Sénégal: les tribulations des femmes qui cherchent leur place en politique

Dans l’univers impitoyable de la politique, Soham El Wardini, 68 ans, première femme maire de Dakar, tente de survivre à son poste alors qu’approchent des élections. Dans l’étau des jeux de couloirs et d’alliances, elle apparaît comme un symbole des barrières qui perpétuent la faible représentation des femmes dans les instances de décision.
Sputnik
Soham El Wardini est dans un flou total. Maire intérimaire de Dakar depuis septembre 2018, elle bataille et manœuvre dans les labyrinthes des coalitions politiques et électorales dont elle est membre pour arracher la possibilité de diriger une liste d’oppositionaux élections municipales de janvier 2022. Mais sa déclaration de candidature a été déclarée forclose par une commission ad hoc, ce qu’elle conteste. En sus, elle se heurte aux ambitions d’un concurrent de taille, Barthélémy Dias, qui semble avoir les préférences des deux parrains et pivots de la coalition nationale Yewwi Askan Wi ("Libérer le peuple"), Ousmane Sonko, président du parti Pastef, et Khalifa Sall, ex-maire de Dakar et chef de la sous-coalition dite "Taxawu Dakar". Mais Soham El Wardini, déterminée à faire respecter le processus du choix des candidats, exige une "saine concurrence".

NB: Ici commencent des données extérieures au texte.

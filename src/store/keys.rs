//! Typed key builder for the registry's store namespace.
//!
//! Every key starts with a one-byte [`KeyPrefix`]. Because the prefix enum
//! is `#[repr(u8)]`, two families sharing a discriminant is a compile error,
//! which keeps the key families disjoint. Pool ids are appended big-endian
//! so byte order matches numeric order and prefix scans come back sorted.

use std::fmt;

use crate::domain::PoolId;

/// Length of an encoded pool key: prefix byte plus a big-endian `u64`.
pub const POOL_KEY_LEN: usize = 1 + std::mem::size_of::<u64>();

/// Leading byte of every key written by the registry.
#[derive(Debug, Clone, Copy, PartialEq, Eq, Hash, PartialOrd, Ord)]
#[repr(u8)]
pub enum KeyPrefix {
    /// Singleton holding the next pool id to assign.
    NextPoolNumber = 0x01,
    /// One record per pool, suffixed with the big-endian pool id.
    Pool = 0x02,
    /// Singleton holding the module [`crate::domain::Params`].
    Params = 0x03,
}

impl KeyPrefix {
    /// Returns the raw prefix byte.
    #[must_use]
    pub const fn byte(self) -> u8 {
        self as u8
    }

    /// Returns the prefix as a one-byte slice, suitable for prefix scans.
    #[must_use]
    pub const fn as_bytes(self) -> &'static [u8] {
        match self {
            Self::NextPoolNumber => &[0x01],
            Self::Pool => &[0x02],
            Self::Params => &[0x03],
        }
    }

    const fn from_byte(byte: u8) -> Option<Self> {
        match byte {
            0x01 => Some(Self::NextPoolNumber),
            0x02 => Some(Self::Pool),
            0x03 => Some(Self::Params),
            _ => None,
        }
    }
}

/// A logical key in the registry namespace.
#[derive(Debug, Clone, Copy, PartialEq, Eq, Hash)]
pub enum StoreKey {
    /// The global pool counter.
    NextPoolNumber,
    /// The record of a single pool.
    Pool(PoolId),
    /// The module parameters.
    Params,
}

impl StoreKey {
    /// Returns the prefix family this key belongs to.
    #[must_use]
    pub const fn prefix(&self) -> KeyPrefix {
        match self {
            Self::NextPoolNumber => KeyPrefix::NextPoolNumber,
            Self::Pool(_) => KeyPrefix::Pool,
            Self::Params => KeyPrefix::Params,
        }
    }

    /// Encodes the key into its byte form.
    #[must_use]
    pub fn encode(&self) -> Vec<u8> {
        match self {
            Self::NextPoolNumber | Self::Params => self.prefix().as_bytes().to_vec(),
            Self::Pool(id) => {
                let mut key = Vec::with_capacity(POOL_KEY_LEN);
                key.push(KeyPrefix::Pool.byte());
                key.extend_from_slice(&id.get().to_be_bytes());
                key
            }
        }
    }

    /// Decodes a byte key produced by [`StoreKey::encode`].
    ///
    /// Returns `None` for bytes that no registry key encodes to.
    #[must_use]
    pub fn decode(bytes: &[u8]) -> Option<Self> {
        let (&first, rest) = bytes.split_first()?;
        match KeyPrefix::from_byte(first)? {
            KeyPrefix::NextPoolNumber if rest.is_empty() => Some(Self::NextPoolNumber),
            KeyPrefix::Params if rest.is_empty() => Some(Self::Params),
            KeyPrefix::Pool => {
                let id: [u8; 8] = rest.try_into().ok()?;
                Some(Self::Pool(PoolId::new(u64::from_be_bytes(id))))
            }
            _ => None,
        }
    }
}

impl fmt::Display for StoreKey {
    fn fmt(&self, f: &mut fmt::Formatter<'_>) -> fmt::Result {
        write!(f, "{}", hex::encode(self.encode()))
    }
}
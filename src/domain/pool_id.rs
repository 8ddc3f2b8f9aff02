//! Type-safe pool identifier.
//!
//! [`PoolId`] is a newtype wrapper around the `u64` minted by the global
//! pool counter, so pool identifiers cannot be confused with other integers
//! such as block heights or amounts.

use std::fmt;
use std::str::FromStr;

use serde::{Deserialize, Serialize};
use utoipa::ToSchema;

/// Unique identifier for a liquidity pool.
///
/// Assigned once at pool creation from the registry's counter and immutable
/// thereafter. Ids are dense and increase by one per created pool.
#[derive(
    Debug, Clone, Copy, Default, PartialEq, Eq, Hash, PartialOrd, Ord, Serialize, Deserialize,
    ToSchema,
)]
#[serde(transparent)]
pub struct PoolId(u64);

impl PoolId {
    /// Wraps a raw id.
    #[must_use]
    pub const fn new(id: u64) -> Self {
        Self(id)
    }

    /// Returns the raw id.
    #[must_use]
    pub const fn get(self) -> u64 {
        self.0
    }

    /// Returns the id that follows this one, or `None` on overflow.
    #[must_use]
    pub const fn checked_next(self) -> Option<Self> {
        match self.0.checked_add(1) {
            Some(next) => Some(Self(next)),
            None => None,
        }
    }
}

impl fmt::Display for PoolId {
    fn fmt(&self, f: &mut fmt::Formatter<'_>) -> fmt::Result {
        write!(f, "{}", self.0)
    }
}

impl FromStr for PoolId {
    type Err = std::num::ParseIntError;

    fn from_str(s: &str) -> Result<Self, Self::Err> {
        s.parse().map(Self)
    }
}

impl From<u64> for PoolId {
    fn from(id: u64) -> Self {
        Self(id)
    }
}

impl From<PoolId> for u64 {
    fn from(id: PoolId) -> Self {
        id.0
    }
}
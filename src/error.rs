//! Registry and gateway error types.
//!
//! [`RegistryError`] is raised by the storage-backed registry and the state
//! machine host. [`GatewayError`] is its HTTP-facing counterpart: each variant
//! maps to a status code and a structured JSON error body.

use axum::http::StatusCode;
use axum::response::{IntoResponse, Response};
use serde::Serialize;
use utoipa::ToSchema;

use crate::domain::PoolId;
use crate::store::{CodecError, StoreError, StoreKey};

/// Coarse classification of a [`RegistryError`].
#[derive(Debug, Clone, Copy, PartialEq, Eq)]
pub enum ErrorKind {
    /// The caller sent a missing or malformed request.
    InvalidArgument,
    /// The requested record does not exist.
    NotFound,
    /// A stored record exists but cannot be decoded.
    DataCorruption,
    /// Genesis did not write a mandatory singleton.
    Uninitialized,
    /// The storage backend failed.
    Store,
    /// The pool id space is exhausted.
    Overflow,
    /// A value could not be encoded.
    Internal,
}

/// Error raised by the registry, the query service and the host.
#[derive(Debug, thiserror::Error)]
pub enum RegistryError {
    /// The request was absent or its content invalid.
    #[error("invalid argument: {0}")]
    InvalidArgument(String),

    /// The genesis state or parameter set is invalid.
    #[error("invalid genesis: {0}")]
    InvalidGenesis(String),

    /// No pool is stored under the given id.
    #[error("pool {0} not found")]
    PoolNotFound(PoolId),

    /// A pool or params record is present but undecodable.
    #[error("corrupted record at key {key}: {source}")]
    DataCorruption {
        /// Key of the corrupted record.
        key: StoreKey,
        /// Decoding failure.
        #[source]
        source: CodecError,
    },

    /// The next pool number is present but malformed.
    #[error("corrupted next pool number at key {key}: {source}")]
    CorruptedCounter {
        /// Key of the counter.
        key: StoreKey,
        /// Decoding failure.
        #[source]
        source: CodecError,
    },

    /// A mandatory singleton has not been written by genesis.
    #[error("{0} has not been initialized; genesis must run first")]
    Uninitialized(&'static str),

    /// The counter cannot be advanced past `u64::MAX`.
    #[error("pool id space exhausted")]
    CounterOverflow,

    /// The block height cannot be advanced past `u64::MAX`.
    #[error("block height exhausted")]
    HeightOverflow,

    /// A record could not be encoded.
    #[error("failed to encode record for key {key}: {source}")]
    Encode {
        /// Key the record was destined for.
        key: StoreKey,
        /// Encoding failure.
        #[source]
        source: CodecError,
    },

    /// The storage backend failed.
    #[error(transparent)]
    Store(#[from] StoreError),
}

impl RegistryError {
    /// Returns the coarse classification of this error.
    #[must_use]
    pub const fn kind(&self) -> ErrorKind {
        match self {
            Self::InvalidArgument(_) | Self::InvalidGenesis(_) => ErrorKind::InvalidArgument,
            Self::PoolNotFound(_) => ErrorKind::NotFound,
            Self::DataCorruption { .. } | Self::CorruptedCounter { .. } => {
                ErrorKind::DataCorruption
            }
            Self::Uninitialized(_) => ErrorKind::Uninitialized,
            Self::CounterOverflow | Self::HeightOverflow => ErrorKind::Overflow,
            Self::Encode { .. } => ErrorKind::Internal,
            Self::Store(_) => ErrorKind::Store,
        }
    }

    /// Returns `true` if the error must abort the current block and halt
    /// the node rather than be reported to the caller and forgotten.
    ///
    /// A corrupted pool record is not fatal at lookup time; a corrupted
    /// counter is, since no further pool can be created safely.
    #[must_use]
    pub const fn is_fatal(&self) -> bool {
        matches!(
            self,
            Self::Uninitialized(_)
                | Self::CorruptedCounter { .. }
                | Self::CounterOverflow
                | Self::HeightOverflow
                | Self::Encode { .. }
                | Self::Store(_)
        )
    }
}

/// Structured JSON error response body.
///
/// All error responses follow this shape:
/// ```json
/// {
///   "error": {
///     "code": 2001,
///     "message": "pool 5 not found",
///     "details": null
///   }
/// }
/// ```
#[derive(Debug, Serialize, ToSchema)]
pub struct ErrorResponse {
    /// Structured error payload.
    pub error: ErrorBody,
}

/// Inner error body with numeric code and human-readable message.
#[derive(Debug, Serialize, ToSchema)]
pub struct ErrorBody {
    /// Numeric error code.
    pub code: u32,
    /// Human-readable error message.
    pub message: String,
    /// Optional additional details.
    #[serde(skip_serializing_if = "Option::is_none")]
    pub details: Option<String>,
}

/// Server-side error enum with HTTP status code mapping.
///
/// # Error Code Ranges
///
/// | Range     | Category        | HTTP Status                |
/// |-----------|-----------------|----------------------------|
/// | 1000–1999 | Validation      | 400 Bad Request            |
/// | 2000–2999 | Not Found       | 404 Not Found              |
/// | 3000–3999 | Server          | 500 Internal Server Error  |
#[derive(Debug, thiserror::Error)]
pub enum GatewayError {
    /// Pool with the given ID was not found.
    #[error("pool not found: {0}")]
    PoolNotFound(PoolId),

    /// Request validation failed.
    #[error("invalid request: {0}")]
    InvalidRequest(String),

    /// A stored record could not be decoded.
    #[error("data corruption: {0}")]
    DataCorruption(String),

    /// The registry was queried before genesis.
    #[error("registry not initialized: {0}")]
    Uninitialized(String),

    /// Persistence layer failure.
    #[error("persistence error: {0}")]
    PersistenceError(String),

    /// Internal server error.
    #[error("internal error: {0}")]
    Internal(String),
}

impl GatewayError {
    /// Returns the numeric error code for this variant.
    #[must_use]
    pub const fn error_code(&self) -> u32 {
        match self {
            Self::InvalidRequest(_) => 1001,
            Self::PoolNotFound(_) => 2001,
            Self::Internal(_) => 3000,
            Self::PersistenceError(_) => 3001,
            Self::DataCorruption(_) => 3002,
            Self::Uninitialized(_) => 3003,
        }
    }

    /// Returns the HTTP status code for this variant.
    #[must_use]
    pub const fn status_code(&self) -> StatusCode {
        match self {
            Self::InvalidRequest(_) => StatusCode::BAD_REQUEST,
            Self::PoolNotFound(_) => StatusCode::NOT_FOUND,
            Self::DataCorruption(_)
            | Self::Uninitialized(_)
            | Self::PersistenceError(_)
            | Self::Internal(_) => StatusCode::INTERNAL_SERVER_ERROR,
        }
    }
}

impl From<RegistryError> for GatewayError {
    fn from(err: RegistryError) -> Self {
        match err {
            RegistryError::InvalidArgument(msg) => Self::InvalidRequest(msg),
            RegistryError::PoolNotFound(id) => Self::PoolNotFound(id),
            RegistryError::Store(e) => Self::PersistenceError(e.to_string()),
            other => match other.kind() {
                ErrorKind::InvalidArgument => Self::InvalidRequest(other.to_string()),
                ErrorKind::DataCorruption => Self::DataCorruption(other.to_string()),
                ErrorKind::Uninitialized => Self::Uninitialized(other.to_string()),
                _ => Self::Internal(other.to_string()),
            },
        }
    }
}

impl IntoResponse for GatewayError {
    fn into_response(self) -> Response {
        let status = self.status_code();
        let body = ErrorResponse {
            error: ErrorBody {
                code: self.error_code(),
                message: self.to_string(),
                details: None,
            },
        };
        let mut response = axum::Json(body).into_response();
        *response.status_mut() = status;
        response
    }
}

"Je précise, encore une fois, que ceux qui parlent de forclusion versent dans l’erreur. Je suis légaliste et je respecte toutes les procédures liées à la charte de la coalition Yewwi Askan Wi. Le travail d’audition qu’on a entamé dans les communes de la capitale avec les différents candidats, c’est cela qui devait se poursuivre et qui devait prendre fin dans les villes (comme Dakar). Moi, j’attends toujours d’être auditionnée (par la commission d’investiture)", a-t-elle indiqué le 27 octobre au cours d’une conférence de presse transformée en meeting.

C’est dans ce contexte que le Caucus des femmes leaders du Sénégala investi Soham El Wardini comme "candidate des femmes" pour la ville de Dakar au scrutin de janvier 2022. La décision a été annoncée lors d’une randonnée pédestre organisée à cet effet le 24 octobre dans les artères de la capitale sénégalaise.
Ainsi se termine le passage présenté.